Maame
- Author: Jessica George
- Language: English
- Genre: Fiction
- Set in: London, England
- Published: 2023
- Publisher: Hodder & Stoughton, St. Martin's Press
- Pages: 320
- ISBN: 978-1-250-28252-1

= Maame (novel) =

2023 novel by Jessica George

Maame is a 2023 literary fiction novel written by Jessica George. George's debut novel, was published in 2023 by Hodder & Stoughton and St. Martin's Press.

The novel was named the February 2023 book club pick on The Today Show for Read with Jenna.

== Inspiration ==
George started writing Maame in the summer of 2020. A year later, George was offered a two-book deal by Hodder & Stoughton. Maame is inspired by George's own experiences caring for her father with Parkinson's.

== Title ==
"Maame" has multiple meanings in Twi. Meanings include "woman", "mother", and "the responsible one".

==Synopsis==
Maddie Wright, a 25-year-old woman in London, struggles to balance her life as caretaker of her critically ill father, her mother's verbal tirades and a challenging career in the publishing industry. When her mother returns from a trip to Ghana, Maddie moves out on her own for the first time.

While she experiences guilt, Maddie moves into an apartment with flatmates Jo and Cam. She meets an older man named Ben who she starts to date and ultimately loses her virginity to. She gets a new job at a fictional publishing agency.

After a night of partying with Jo and Cam, Maddie wakes up hungover the next day to find out her father has died on his birthday. Devastated, Maddie takes off time from her new job and cancels her trip to Italy in order to grieve. She accompanies Ben to a work party, where she finds out that he is also dating another woman, and they break up.

Maddie and her mother and brother argue over how to cover funeral costs. Maddie, being very frugal, has the most money saved up and is expected to front most of the bill.

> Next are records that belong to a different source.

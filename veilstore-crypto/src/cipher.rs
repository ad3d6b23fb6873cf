//! Authenticated encryption using AES-256-GCM.
//!
//! `seal`/`open` are thin, pure wrappers over the AEAD primitive: one key,
//! one nonce, one buffer. Nonce management lives in the engine, which is
//! responsible for never reusing a (key, nonce) pair across plaintexts.

use crate::error::{CryptoError, CryptoResult};
use crate::key::DerivedKey;
use aes_gcm::{
    aead::{Aead, KeyInit},
    Aes256Gcm, Nonce,
};
use rand::RngCore;

/// Size of nonce in bytes (96 bits for AES-GCM).
pub const NONCE_SIZE: usize = 12;

/// Size of authentication tag in bytes.
pub const TAG_SIZE: usize = 16;

/// Generates a random nonce.
pub fn generate_nonce() -> [u8; NONCE_SIZE] {
    let mut nonce = [0u8; NONCE_SIZE];
    rand::rngs::OsRng.fill_bytes(&mut nonce);
    nonce
}

/// Encrypts `plaintext` under `(key, nonce)`.
///
/// Returns ciphertext with the 16-byte authentication tag appended, so the
/// output is always `plaintext.len() + 16` bytes. No associated data is
/// bound in this format version.
pub fn seal(key: &DerivedKey, nonce: &[u8; NONCE_SIZE], plaintext: &[u8]) -> CryptoResult<Vec<u8>> {
    let cipher = Aes256Gcm::new(key.as_bytes().into());
    cipher
        .encrypt(Nonce::from_slice(nonce), plaintext)
        .map_err(|_| CryptoError::Encryption("plaintext too large for AES-GCM".to_string()))
}

/// Decrypts `ciphertext` (with trailing tag) under `(key, nonce)`.
///
/// Fails with [`CryptoError::Authentication`] if the tag does not verify;
/// corrupted plaintext is never returned.
pub fn open(
    key: &DerivedKey,
    nonce: &[u8; NONCE_SIZE],
    ciphertext: &[u8],
) -> CryptoResult<Vec<u8>> {
    let cipher = Aes256Gcm::new(key.as_bytes().into());
    cipher
        .decrypt(Nonce::from_slice(nonce), ciphertext)
        .map_err(|_| CryptoError::Authentication)
}
//! Configuration surface for field-level encryption.

use serde::Deserialize;

/// Settings consumed by the encryption subsystem.
///
/// The KDF iteration count is intentionally absent: it is a constant of the
/// engine version ([`veilstore_crypto::KDF_ITERATIONS`]), not a tunable.
#[derive(Clone, Deserialize)]
pub struct EncryptionConfig {
    /// Long-lived master secret. Required (and must be non-empty) when the
    /// feature is enabled.
    #[serde(default)]
    pub master_secret: String,

    /// Global gate. When off, field adapters pass values through untouched
    /// and the engine is never constructed.
    #[serde(default)]
    pub feature_enabled: bool,
}

impl std::fmt::Debug for EncryptionConfig {
    fn fmt(&self, f: &mut std::fmt::Formatter<'_>) -> std::fmt::Result {
        f.debug_struct("EncryptionConfig")
            .field("master_secret", &"[REDACTED]")
            .field("feature_enabled", &self.feature_enabled)
            .finish()
    }
}
//! Transparent field-level encryption for the Veilstore persistence layer.
//!
//! The persistence layer calls [`TransparentField::prepare_for_storage`]
//! before writing a column and [`TransparentField::restore_from_storage`]
//! after reading it; application code above never sees ciphertext. The
//! adapter is built once from [`EncryptionConfig`] at the composition root
//! and tolerates both encrypted rows and legacy plaintext rows written
//! before the feature was enabled.

mod config;
mod error;
mod field;

pub use config::EncryptionConfig;
pub use error::{FieldError, FieldResult};
pub use field::{encrypted_column_length, TransparentField, WritePolicy};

She begins experiencing panic attacks for the first time. Meanwhile, Maddie begins to try out online dating and meets a bisexual man named Alex.

Maddie starts seeing a therapist at work. Alex and Maddie break up after a few dates. After her father's funeral, Maddie starts trying to practice her Twi and forgives her mother for not being more involved in her life. At the reading of her father's will, Maddie finds out he left all his money to her. Maddie begins talking to Sam, who was previously in a brief relationship with her soon-to-be-ex roommate Jo. In the epilogue, Maddie visits her father's grave and updates him on her new life.

== Television adaptation ==
Universal International Studios and Thousand Voices by Jenna Bush Hager are developing a television adaptation of Maame. George and writer Yemi Oyefuwa will collaborate on the screen adaptation.